(Supplied records)

use clap::Parser;
use corebench::{Args, BenchCore, StopReason};
use tracing::info;

fn main() {
    // Parse command-line arguments
    let args = Args::parse();

    // Validate arguments
    if let Err(e) = args.validate() {
        eprintln!("Error: {}", e);
        std::process::exit(2);
    }

    // Initialize logging
    tracing_subscriber::fmt()
        .with_env_filter(tracing_subscriber::EnvFilter::from_default_env())
        .init();

    let program = match args.load_program() {
        Ok(program) => program,
        Err(e) => {
            eprintln!("Failed to load program: {}", e);
            std::process::exit(2);
        }
    };

    let config = args.to_bench_config(program);

    info!("=== Creating Bench ===");
    let mut bench = match BenchCore::new(config) {
        Ok(bench) => bench,
        Err(e) => {
            eprintln!("Failed to create bench: {}", e);
            std::process::exit(2);
        }
    };

    info!("=== Running {:?} ===", bench.variant());
    let stop_reason = bench.run();

    info!("=== Run Complete ===");
    info!("Stop reason: {:?}", stop_reason);
    bench.print_final_state();

    // The status word read back from the target decides the exit code
    let block = match bench.read_results() {
        Ok(block) => block,
        Err(e) => {
            eprintln!("Failed to read results: {}", e);
            std::process::exit(2);
        }
    };
    println!("{}", block);

    let exit_code = if block.passed() {
        info!("PASS");
        0
    } else {
        if let StopReason::Failed(code) = stop_reason {
            eprintln!("FAIL: check {:#06X}", code);
        }
        1
    };

    std::process::exit(exit_code);
}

(End Supplied records)

» **Assignment**:
Wherever the string "block" appears in the entries above, list that line.

» **Result for this exercise**:
    let block = match bench.read_results() {
        Ok(block) => block,
    println!("{}", block);
    let exit_code = if block.passed() {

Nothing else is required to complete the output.